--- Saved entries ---

↓

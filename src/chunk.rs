//! Paragraph-boundary text chunker.
//!
//! Splits each page of a [`Document`] into [`Chunk`]s bounded by
//! `max_tokens`. Splitting prefers paragraph boundaries (`\n\n`), falling back
//! to the last newline or space for oversized paragraphs. Each chunk after
//! the first on a page starts with up to `overlap_tokens` of trailing text
//! from the chunk before it, snapped to a word boundary. Chunks never span
//! pages, so every chunk has exactly one page label.
//!
//! Lengths are measured in characters, never bytes.

use sha2::{Digest, Sha256};
use uuid::Uuid;

use crate::models::{Chunk, Document, Page};

/// Approximate chars-per-token ratio.
pub const CHARS_PER_TOKEN: usize = 4;

/// Chunk every page of a document. Indices are contiguous from 0 across the
/// whole document; empty pages contribute nothing.
pub fn chunk_document(doc: &Document, max_tokens: usize, overlap_tokens: usize) -> Vec<Chunk> {
    let mut chunks = Vec::new();
    for page in &doc.pages {
        let next_index = chunks.len() as i64;
        chunks.extend(chunk_page(doc, page, next_index, max_tokens, overlap_tokens));
    }
    chunks
}

/// Chunk a single page, numbering chunks from `start_index`.
pub fn chunk_page(
    doc: &Document,
    page: &Page,
    start_index: i64,
    max_tokens: usize,
    overlap_tokens: usize,
) -> Vec<Chunk> {
    split_text(
        &page.text,
        max_tokens * CHARS_PER_TOKEN,
        overlap_tokens * CHARS_PER_TOKEN,
    )
    .into_iter()
    .enumerate()
    .map(|(i, text)| Chunk {
        id: Uuid::new_v4().to_string(),
        document_id: doc.id.clone(),
        chunk_index: start_index + i as i64,
        hash: sha256_hex(&text),
        text,
        file_name: doc.file_name.clone(),
        page_label: page.label.clone(),
    })
    .collect()
}

/// Split text into pieces of at most `max_chars` characters, each piece after
/// the first prefixed with overlap from its predecessor.
pub fn split_text(text: &str, max_chars: usize, overlap_chars: usize) -> Vec<String> {
    let overlap_chars = overlap_chars.min(max_chars.saturating_sub(1));
    // Leave room for the overlap prefix.
    let body_max = (max_chars - overlap_chars).max(1);

    let mut pieces: Vec<String> = Vec::new();
    let mut current_buf = String::new();

    for para in text.split("\n\n") {
        let trimmed = para.trim();
        if trimmed.is_empty() {
            continue;
        }
        let para_len = char_len(trimmed);

        let would_be = if current_buf.is_empty() {
            para_len
        } else {
            char_len(&current_buf) + 2 + para_len
        };
        if would_be > body_max && !current_buf.is_empty() {
            pieces.push(std::mem::take(&mut current_buf));
        }

        if para_len > body_max {
            hard_split(trimmed, body_max, &mut pieces);
        } else {
            if !current_buf.is_empty() {
                current_buf.push_str("\n\n");
            }
            current_buf.push_str(trimmed);
        }
    }
    if !current_buf.is_empty() {
        pieces.push(current_buf);
    }

    if overlap_chars == 0 || pieces.len() < 2 {
        return pieces;
    }

    let mut out = Vec::with_capacity(pieces.len());
    out.push(pieces[0].clone());
    for pair in pieces.windows(2) {
        let (prev, piece) = (&pair[0], &pair[1]);
        let room = max_chars.saturating_sub(char_len(piece) + 1);
        let carried = tail_at_word(prev, overlap_chars.min(room));
        if carried.is_empty() {
            out.push(piece.clone());
        } else {
            out.push(format!("{} {}", carried, piece));
        }
    }
    out
}

/// Split an oversized paragraph at the last newline or space before the limit.
fn hard_split(text: &str, max_chars: usize, pieces: &mut Vec<String>) {
    let mut remaining = text;
    while !remaining.is_empty() {
        let limit = byte_offset(remaining, max_chars);
        let split_at = if limit < remaining.len() {
            remaining[..limit]
                .rfind(|c: char| c == '\n' || c == ' ')
                .filter(|&pos| pos > 0)
                .map(|pos| pos + 1)
                .unwrap_or(limit)
        } else {
            limit
        };
        let piece = remaining[..split_at].trim();
        if !piece.is_empty() {
            pieces.push(piece.to_string());
        }
        remaining = &remaining[split_at..];
    }
}

/// The last `n` characters of `text`, shortened so it does not start mid-word.
fn tail_at_word(text: &str, n: usize) -> &str {
    if n == 0 {
        return "";
    }
    let len = char_len(text);
    if n >= len {
        return text.trim();
    }
    let start = byte_offset(text, len - n);
    let tail = &text[start..];
    let at_boundary = text[..start]
        .chars()
        .next_back()
        .map_or(true, char::is_whitespace);
    if at_boundary {
        tail.trim()
    } else {
        tail.find(char::is_whitespace)
            .map(|pos| tail[pos..].trim())
            .unwrap_or("")
    }
}

fn char_len(s: &str) -> usize {
    s.chars().count()
}

/// Byte offset of the `n`th character, or the string length if shorter.
fn byte_offset(s: &str, n: usize) -> usize {
    s.char_indices().nth(n).map(|(i, _)| i).unwrap_or(s.len())
}

fn sha256_hex(text: &str) -> String {
    let mut hasher = Sha256::new();
    hasher.update(text.as_bytes());
    format!("{:x}", hasher.finalize())
}

#[cfg(test)]
mod tests {
    use super::*;

    fn doc(pages: Vec<Page>) -> Document {
        Document {
            id: "doc1".to_string(),
            file_name: "policy.pdf".to_string(),
            relative_path: "policy.pdf".to_string(),
            content_type: "application/pdf".to_string(),
            modified_at: 0,
            pages,
        }
    }

    #[test]
    fn test_small_text_single_piece() {
        let pieces = split_text("Hello, world!", 100, 20);
        assert_eq!(pieces, vec!["Hello, world!"]);
    }

    #[test]
    fn test_empty_text_yields_nothing() {
        assert!(split_text("", 100, 20).is_empty());
        assert!(split_text("\n\n  \n\n", 100, 20).is_empty());
    }

    #[test]
    fn test_paragraphs_under_limit_are_merged() {
        let text = "First paragraph.\n\nSecond paragraph.\n\nThird paragraph.";
        let pieces = split_text(text, 400, 0);
        assert_eq!(pieces.len(), 1);
        assert!(pieces[0].contains("First paragraph."));
        assert!(pieces[0].contains("Third paragraph."));
    }

    #[test]
    fn test_pieces_respect_max_chars() {
        let text = (0..80)
            .map(|i| format!("Sentence number {} talks about refunds.", i))
            .collect::<Vec<_>>()
            .join(" ");
        for (max, overlap) in [(120, 0), (120, 40), (64, 16)] {
            let pieces = split_text(&text, max, overlap);
            assert!(pieces.len() > 1);
            for p in &pieces {
                assert!(char_len(p) <= max, "piece of {} chars exceeds {}", char_len(p), max);
            }
        }
    }

    #[test]
    fn test_overlap_carries_previous_tail() {
        let text = "alpha beta gamma delta epsilon zeta eta theta iota kappa lambda mu";
        let pieces = split_text(text, 40, 12);
        assert!(pieces.len() > 1);
        for pair in pieces.windows(2) {
            let next_first_word = pair[1].split_whitespace().next().unwrap();
            assert!(
                pair[0].contains(next_first_word),
                "{:?} should start with text from {:?}",
                pair[1],
                pair[0]
            );
        }
    }

    #[test]
    fn test_overlap_snaps_to_word_boundary() {
        assert_eq!(tail_at_word("hello wonderful world", 8), "world");
        assert_eq!(tail_at_word("hello world", 6), "world");
        assert_eq!(tail_at_word("hello", 3), "");
        assert_eq!(tail_at_word("hi there", 50), "hi there");
    }

    #[test]
    fn test_multibyte_text_is_split_on_char_boundaries() {
        let text = "é".repeat(500);
        let pieces = split_text(&text, 100, 0);
        assert_eq!(pieces.len(), 5);
        assert!(pieces.iter().all(|p| char_len(p) == 100));
    }

    #[test]
    fn test_chunks_never_cross_pages() {
        let d = doc(vec![
            Page::numbered(1, "Page one text."),
            Page::numbered(2, ""),
            Page::numbered(3, "Page three text."),
        ]);
        let chunks = chunk_document(&d, 256, 32);
        assert_eq!(chunks.len(), 2);
        assert_eq!(chunks[0].page_label.as_deref(), Some("1"));
        assert_eq!(chunks[0].text, "Page one text.");
        assert_eq!(chunks[1].page_label.as_deref(), Some("3"));
        assert_eq!(chunks[1].text, "Page three text.");
        assert!(chunks.iter().all(|c| c.file_name == "policy.pdf"));
    }

    #[test]
    fn test_chunk_indices_contiguous() {
        let page_text = (0..50)
            .map(|i| format!("Paragraph number {}.", i))
            .collect::<Vec<_>>()
            .join("\n\n");
        let d = doc(vec![
            Page::numbered(1, page_text.clone()),
            Page::numbered(2, page_text),
        ]);
        let chunks = chunk_document(&d, 10, 2);
        assert!(chunks.len() > 2);
        for (i, c) in chunks.iter().enumerate() {
            assert_eq!(c.chunk_index, i as i64, "Index mismatch at position {}", i);
        }
    }

    #[test]
    fn test_hash_is_deterministic() {
        let d = doc(vec![Page::unlabeled("Alpha\n\nBeta\n\nGamma\n\nDelta")]);
        let c1 = chunk_document(&d, 3, 0);
        let c2 = chunk_document(&d, 3, 0);
        assert_eq!(c1.len(), c2.len());
        for (a, b) in c1.iter().zip(c2.iter()) {
            assert_eq!(a.text, b.text);
            assert_eq!(a.hash, b.hash);
            assert_eq!(a.chunk_index, b.chunk_index);
            assert!(a.page_label.is_none());
        }
    }
}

↑

--- How to complete this task ---
Repeat, word for word, the lines from the start of the records to the line that contains "of trailing text", both of them included, and no others.

--- Your solution ---
filename src/chunk.rs
//! Paragraph-boundary text chunker.
//!
//! Splits each page of a [`Document`] into [`Chunk`]s bounded by
//! `max_tokens`. Splitting prefers paragraph boundaries (`\n\n`), falling back
//! to the last newline or space for oversized paragraphs. Each chunk after
//! the first on a page starts with up to `overlap_tokens` of trailing text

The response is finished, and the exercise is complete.